EMA has extensively researched UEM for more than 12 years and witnessed how a growing focus on business alignment and consumer awareness gradually faded behind a narrowing of UEM solutions back to more purely technical metrics. Placing UEM as a subset of APM was partly to blame, along with the added complexities of cloud, containers, and microservices. EMA’s target criteria, however, continue to go far beyond transaction latencies to include insights into usability and end-user struggle, business outcomes and business value, and a detailed understanding of application usage and relevance. These values are critical in lifecycle application planning, as well as in running and managing both IT and the business as a whole. Very gradually, and perhaps inevitably, they are beginning to come back into prominence where they belong.

RPA’s ascendance

Now enter the world of automation in general, and RPA in particular. According to recent EMA research, adopting automation can be transformative.
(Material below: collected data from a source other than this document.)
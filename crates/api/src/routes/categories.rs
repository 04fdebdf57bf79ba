use axum::routing::get;
use axum::Router;

use crate::handlers::categories;
use crate::state::AppState;

/// Routes mounted at `/categories`.
///
/// ```text
/// GET  /    -> list_categories
/// POST /    -> create_category
/// ```
pub fn router() -> Router<AppState> {
    Router::new().route("/", get(categories::list_categories).post(categories::create_category))
}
Among automation’s benefits[1] are:

  • Cost savings
  • Operational efficiencies
  • Reduced unplanned work
  • Improved end-user satisfaction
  • More effective introductions of changes in the IT/business environment

While in its early days, RPA was sometimes called “swivel chair automation,” shortening the time it took to go between an often fragmented mosaic of many different business applications by integrating and automating their interactions. It is now much richer in capabilities and is growing at an accelerating rate across the industry. RPA continues to eliminate keystroke errors and cut OpEx costs significantly. However, today’s solutions have expanded to address unattended environments for task-driven automation, in addition to attended environments in which end users actively engage in decision-making that requires data from many different sources.

Some of the newer RPA features include optical character recognition (OCR) to recognize printed text and intelligent character recognition (ICR) to actually recognize handwriting. Natural language processing (NLP) and natural language generation (NLG), along with a growing use of machine learning, help identify relevant data locations on documents such as invoices. Moreover, RPA solutions are also investing in task mining and process mining to discover and address critical tasks and processes that can profit from RPA’s core benefits.
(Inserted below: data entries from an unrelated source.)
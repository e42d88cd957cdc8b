use crate::client::{
    read_torrents_dir, ClientError, ClientTorrentInfo, ClientUrl, Result, TorrentClient,
    TorrentState, TorrentStatus,
};
use crate::torrent::InfoHash;
use async_trait::async_trait;
use log::{debug, trace};
use serde::Deserialize;
use std::path::{Path, PathBuf};
use tokio::sync::Mutex;
use url::Url;

/// The torrent info object of the qBittorrent WebUI api.
#[derive(Debug, Clone, Deserialize)]
struct QbtTorrentInfo {
    hash: String,
    #[serde(default)]
    name: String,
    #[serde(default)]
    save_path: String,
    #[serde(default)]
    state: String,
    #[serde(default)]
    progress: f64,
    #[serde(default)]
    category: String,
}

/// The tracker object of the qBittorrent WebUI api.
#[derive(Debug, Clone, Deserialize)]
struct QbtTracker {
    url: String,
}

/// The qBittorrent WebUI api client adapter.
///
/// Authentication is cookie based, the session cookie is kept within the
/// underlying http client and renewed when the api responds with a 403.
#[derive(Debug)]
pub struct QBittorrentClient {
    name: String,
    base: Url,
    username: Option<String>,
    password: Option<String>,
    torrents_dir: Option<PathBuf>,
    client: reqwest::Client,
    authenticated: Mutex<bool>,
}

impl QBittorrentClient {
    pub fn new(url: &ClientUrl) -> Self {
        Self {
            name: format!(
                "qbittorrent@{}",
                url.base.host_str().unwrap_or("unknown")
            ),
            base: url.base.clone(),
            username: url.username.clone(),
            password: url.password.clone(),
            torrents_dir: url.torrents_dir.clone(),
            client: reqwest::Client::builder()
                .cookie_store(true)
                .build()
                .expect("expected a valid http client"),
            authenticated: Mutex::new(false),
        }
    }

    fn api_url(&self, path: &str) -> Url {
        let mut url = self.base.clone();
        url.set_path(path);
        url
    }

    async fn login(&self) -> Result<()> {
        let response = self
            .client
            .post(self.api_url("/api/v2/auth/login"))
            .form(&[
                ("username", self.username.clone().unwrap_or_default()),
                ("password", self.password.clone().unwrap_or_default()),
            ])
            .send()
            .await
            .map_err(|e| ClientError::Connection(e.to_string()))?;

        let body = response
            .text()
            .await
            .map_err(|e| ClientError::Request(e.to_string()))?;
        if body.trim() != "Ok." {
            return Err(ClientError::Auth(format!(
                "login rejected with \"{}\"",
                body.trim()
            )));
        }

        trace!("Authenticated against {}", self.name);
        *self.authenticated.lock().await = true;
        Ok(())
    }

    async fn ensure_login(&self) -> Result<()> {
        if !*self.authenticated.lock().await {
            self.login().await?;
        }
        Ok(())
    }

    /// Execute the given request, renewing the session once on a 403.
    async fn execute(&self, request: reqwest::RequestBuilder) -> Result<reqwest::Response> {
        self.ensure_login().await?;

        let response = request
            .try_clone()
            .ok_or_else(|| ClientError::Request("request is not retryable".to_string()))?
            .send()
            .await
            .map_err(|e| ClientError::Connection(e.to_string()))?;

        if response.status().as_u16() == 403 {
            debug!("Session of {} expired, re-authenticating", self.name);
            *self.authenticated.lock().await = false;
            self.ensure_login().await?;
            return request
                .send()
                .await
                .map_err(|e| ClientError::Connection(e.to_string()));
        }

        Ok(response)
    }

    async fn torrent_info(&self, hash: &InfoHash) -> Result<QbtTorrentInfo> {
        let response = self
            .execute(
                self.client
                    .get(self.api_url("/api/v2/torrents/info"))
                    .query(&[("hashes", hash.as_hex())]),
            )
            .await?;
        let torrents: Vec<QbtTorrentInfo> = response
            .json()
            .await
            .map_err(|e| ClientError::Request(e.to_string()))?;

        torrents
            .into_iter()
            .next()
            .ok_or(ClientError::UnknownTorrent(*hash))
    }
}

/// Build the multipart form of a torrent add request.
fn add_form(
    metainfo: &[u8],
    save_path: &Path,
    label: &str,
    paused: bool,
) -> Result<reqwest::multipart::Form> {
    Ok(reqwest::multipart::Form::new()
        .part(
            "torrents",
            reqwest::multipart::Part::bytes(metainfo.to_vec())
                .file_name("nemorosa.torrent")
                .mime_str("application/x-bittorrent")
                .map_err(|e| ClientError::Request(e.to_string()))?,
        )
        .text("savepath", save_path.to_string_lossy().to_string())
        .text("category", label.to_string())
        .text("stopped", paused.to_string())
        .text("paused", paused.to_string()))
}

#[async_trait]
impl TorrentClient for QBittorrentClient {
    fn name(&self) -> &str {
        self.name.as_str()
    }

    async fn list_hashes(&self) -> Result<Vec<InfoHash>> {
        let response = self
            .execute(self.client.get(self.api_url("/api/v2/torrents/info")))
            .await?;
        let torrents: Vec<QbtTorrentInfo> = response
            .json()
            .await
            .map_err(|e| ClientError::Request(e.to_string()))?;

        Ok(torrents
            .iter()
            .filter_map(|e| e.hash.parse().ok())
            .collect())
    }

    async fn get_info(&self, hash: &InfoHash) -> Result<ClientTorrentInfo> {
        let info = self.torrent_info(hash).await?;
        let response = self
            .execute(
                self.client
                    .get(self.api_url("/api/v2/torrents/trackers"))
                    .query(&[("hash", hash.as_hex())]),
            )
            .await?;
        let trackers: Vec<QbtTracker> = response
            .json()
            .await
            .map_err(|e| ClientError::Request(e.to_string()))?;

        Ok(ClientTorrentInfo {
            info_hash: *hash,
            name: info.name,
            save_path: PathBuf::from(info.save_path),
            // the api lists DHT/PeX pseudo entries as "** [DHT] **"
            trackers: trackers
                .into_iter()
                .map(|e| e.url)
                .filter(|e| !e.starts_with("**"))
                .collect(),
            label: Some(info.category).filter(|e| !e.is_empty()),
        })
    }

    async fn get_metainfo(&self, hash: &InfoHash) -> Result<Vec<u8>> {
        let response = self
            .execute(
                self.client
                    .get(self.api_url("/api/v2/torrents/export"))
                    .query(&[("hash", hash.as_hex())]),
            )
            .await?;

        if response.status().is_success() {
            return response
                .bytes()
                .await
                .map(|e| e.to_vec())
                .map_err(|e| ClientError::Request(e.to_string()));
        }

        debug!(
            "Export of torrent {} failed with status {}, falling back to the torrents dir",
            hash,
            response.status()
        );
        read_torrents_dir(self.torrents_dir.as_ref(), hash).await
    }

    async fn add_torrent(
        &self,
        metainfo: &[u8],
        save_path: &Path,
        label: &str,
        paused: bool,
    ) -> Result<()> {
        // multipart bodies can't be cloned for the usual session retry,
        // so the session is renewed explicitly on a 403 and the form rebuilt
        for attempt in 0..2 {
            self.ensure_login().await?;
            let response = self
                .client
                .post(self.api_url("/api/v2/torrents/add"))
                .multipart(add_form(metainfo, save_path, label, paused)?)
                .send()
                .await
                .map_err(|e| ClientError::Connection(e.to_string()))?;

            match response.status().as_u16() {
                403 if attempt == 0 => {
                    debug!("Session of {} expired during add, re-authenticating", self.name);
                    *self.authenticated.lock().await = false;
                }
                status if (200..300).contains(&status) => return Ok(()),
                status => {
                    return Err(ClientError::Request(format!(
                        "add rejected with status {}",
                        status
                    )))
                }
            }
        }

        Err(ClientError::Auth("session renewal failed".to_string()))
    }

    async fn recheck(&self, hash: &InfoHash) -> Result<()> {
        self.execute(
            self.client
                .post(self.api_url("/api/v2/torrents/recheck"))
                .form(&[("hashes", hash.as_hex())]),
        )
        .await?;
        Ok(())
    }

    async fn status(&self, hash: &InfoHash) -> Result<TorrentStatus> {
        let info = self.torrent_info(hash).await?;

        let state = match info.state.as_str() {
            "checkingUP" | "checkingDL" | "checkingResumeData" | "queuedForChecking" => {
                TorrentState::Checking
            }
            "downloading" | "stalledDL" | "metaDL" | "forcedDL" | "queuedDL" | "allocating" => {
                TorrentState::Downloading
            }
            "uploading" | "stalledUP" | "forcedUP" | "queuedUP" => TorrentState::Seeding,
            "error" | "missingFiles" => TorrentState::Error(info.state.clone()),
            _ => TorrentState::Stopped,
        };

        Ok(TorrentStatus {
            state,
            progress: info.progress,
            label: Some(info.category).filter(|e| !e.is_empty()),
        })
    }

    async fn set_label(&self, hash: &InfoHash, label: &str) -> Result<()> {
        self.execute(
            self.client
                .post(self.api_url("/api/v2/torrents/setCategory"))
                .form(&[("hashes", hash.as_hex()), ("category", label.to_string())]),
        )
        .await?;
        Ok(())
    }
}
All this presents a lot of opportunity, but it comes with challenges. Among the more conspicuous challenges in adopting and optimizing automation overall, EMA found the following[2]:

  • Cost/budgeting issues
  • Resistance to change
  • Lack of visibility into the automation infrastructure and its behaviors
  • Organizational/change-related issues
  • Keeping automation levels current and consistent
  • Lack of an overarching automation strategy

UEM can inform on all of these issues by providing end-user and business impact context both historically, with before-and-after awareness, and in real time.
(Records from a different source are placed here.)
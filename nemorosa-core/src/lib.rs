/// The current application version of nemorosa.
pub const VERSION: &str = "0.9.0";

pub mod cache;
pub mod client;
pub mod config;
pub mod ledger;
pub mod matcher;
pub mod normalize;
pub mod orchestrator;
pub mod pipeline;
pub mod reconcile;
pub mod search;
pub mod torrent;
pub mod trackers;

#[cfg(any(test, feature = "testing"))]
pub mod testing {
    use log::LevelFilter;
    use log4rs::append::console::ConsoleAppender;
    use log4rs::config::{Appender, Logger, Root};
    use log4rs::encode::pattern::PatternEncoder;
    use log4rs::Config;
    use sha1::{Digest, Sha1};
    use std::sync::Once;

    static INIT: Once = Once::new();

    /// Initializes the logger with the specified log level.
    #[macro_export]
    macro_rules! init_logger {
        ($level:expr) => {
            $crate::testing::init_logger_level($level)
        };
        () => {
            $crate::testing::init_logger_level(log::LevelFilter::Trace)
        };
    }

    /// Initializes the logger with the specified log level.
    pub fn init_logger_level(level: LevelFilter) {
        INIT.call_once(|| {
            log4rs::init_config(
                Config::builder()
                    .appender(Appender::builder().build("stdout", Box::new(ConsoleAppender::builder()
                        .encoder(Box::new(PatternEncoder::new("\x1B[37m{d(%Y-%m-%d %H:%M:%S%.3f)}\x1B[0m {h({l:>5.5})} \x1B[37m---\x1B[0m \x1B[37m[{T:>15.15}]\x1B[0m \x1B[36m{t:<40.40}\x1B[0m \x1B[37m:\x1B[0m {m}{n}")))
                        .build())))
                    .logger(Logger::builder().build("httpmock", LevelFilter::Warn))
                    .logger(Logger::builder().build("hyper", LevelFilter::Info))
                    .logger(Logger::builder().build("reqwest", LevelFilter::Info))
                    .build(Root::builder().appender("stdout").build(level))
                    .unwrap(),
            )
            .unwrap();
        })
    }

    /// Hash the given content into SHA1 piece digests of the given piece length.
    pub fn hash_pieces(content: &[u8], piece_length: usize) -> Vec<[u8; 20]> {
        content
            .chunks(piece_length)
            .map(|chunk| {
                let mut hasher = Sha1::new();
                hasher.update(chunk);
                hasher.finalize().into()
            })
            .collect()
    }

    /// Concatenate the given piece digests into a metainfo `pieces` byte string.
    pub fn pieces_bytes(pieces: &[[u8; 20]]) -> Vec<u8> {
        pieces.iter().flat_map(|e| e.iter().copied()).collect()
    }

    /// Build a canonical multi file test torrent with the given files and content.
    pub fn multi_file_torrent(
        name: &str,
        piece_length: u64,
        files: &[(&str, &[u8])],
        source: Option<&str>,
    ) -> Vec<u8> {
        use serde_bencode::value::Value;
        use std::collections::HashMap;

        let content: Vec<u8> = files
            .iter()
            .flat_map(|(_, data)| data.iter().copied())
            .collect();
        let pieces = pieces_bytes(&hash_pieces(&content, piece_length as usize));

        let file_values: Vec<Value> = files
            .iter()
            .map(|(path, data)| {
                let mut file = HashMap::new();
                file.insert(b"length".to_vec(), Value::Int(data.len() as i64));
                file.insert(
                    b"path".to_vec(),
                    Value::List(
                        path.split('/')
                            .map(|e| Value::Bytes(e.as_bytes().to_vec()))
                            .collect(),
                    ),
                );
                Value::Dict(file)
            })
            .collect();

        let mut info = HashMap::new();
        info.insert(b"files".to_vec(), Value::List(file_values));
        info.insert(b"name".to_vec(), Value::Bytes(name.as_bytes().to_vec()));
        info.insert(b"piece length".to_vec(), Value::Int(piece_length as i64));
        info.insert(b"pieces".to_vec(), Value::Bytes(pieces));
        if let Some(source) = source {
            info.insert(b"source".to_vec(), Value::Bytes(source.as_bytes().to_vec()));
        }

        let mut root = HashMap::new();
        root.insert(
            b"announce".to_vec(),
            Value::Bytes(b"https://flacsfor.me/123abc/announce".to_vec()),
        );
        root.insert(b"info".to_vec(), Value::Dict(info));

        serde_bencode::to_bytes(&Value::Dict(root)).unwrap()
    }

    /// Build a canonical single file test torrent.
    pub fn single_file_torrent(name: &str, piece_length: u64, content: &[u8]) -> Vec<u8> {
        use serde_bencode::value::Value;
        use std::collections::HashMap;

        let pieces = pieces_bytes(&hash_pieces(content, piece_length as usize));

        let mut info = HashMap::new();
        info.insert(b"length".to_vec(), Value::Int(content.len() as i64));
        info.insert(b"name".to_vec(), Value::Bytes(name.as_bytes().to_vec()));
        info.insert(b"piece length".to_vec(), Value::Int(piece_length as i64));
        info.insert(b"pieces".to_vec(), Value::Bytes(pieces));

        let mut root = HashMap::new();
        root.insert(b"info".to_vec(), Value::Dict(info));

        serde_bencode::to_bytes(&Value::Dict(root)).unwrap()
    }
}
How Knoa accelerates RPA benefits

One vendor currently stands out as leading in UEM’s critical values in business and consumer awareness, and that’s Knoa Software. Its capabilities now most center in, but are not limited to, SAP. They offer dramatic insights into how SAP 4/HANA migrations, new business initiatives, and any changes in SAP application content and design affect user productivity and business outcomes, with direct insights into user and application performance, UX design, support costs, and even training-related requirements.

While Knoa has a long history in establishing benefits in SAP and strategic application initiatives more broadly—EMA has been in dialog with Knoa and its customers for more than ten years—Knoa’s entry into RPA is still new. It is now in the process of exploring, with some of its established customers, the application of its user analytics to RPA initiatives throughout the entire lifecycle of a typical project.

Knoa complements and extends RPA task mining and process mining by generating the in-depth, consistent metrics for user and robot interactions so they can be viewed together more holistically. More specifically, Knoa provides RPA initiatives with the following:

  • A clear map for identifying automation targets in Knoa’s understanding of the real-world mix of applications as actually applied to real business processes.
  • This map is significantly augmented by exposing repetitive manual tasks and tasks that are most prone to human error.
  • Ongoing effectiveness can be managed and optimized in real time given Knoa’s ongoing monitoring human and robot performance in all of its actual “experienced” dimensions.
  • RPA initiatives can be more effectively assessed, as Knoa measures business impact and financial value by quantifying operational performance and comparing RPA versus non-RPA performance before and after, or even concurrently, for the same tasks.

The prospects are striking. Given its proven history in UEM for SAP and beyond, EMA believes that Knoa will be a significant industry catalyst in this emerging space, as its distinctive capabilities in UEM engage with RPA to deliver wide-ranging benefits. Moreover, it may also sound an exclamation point around the strategic value of UEM more broadly in optimizing a wide range of critical initiatives, from automation to analytics, to IT and digital transformation, by providing detailed insight into consumer behaviors and business impacts.

[1] EMA Research: “Automation, AI, and Analytics: Reinventing ITSM” April 2019.

[2] Ibid.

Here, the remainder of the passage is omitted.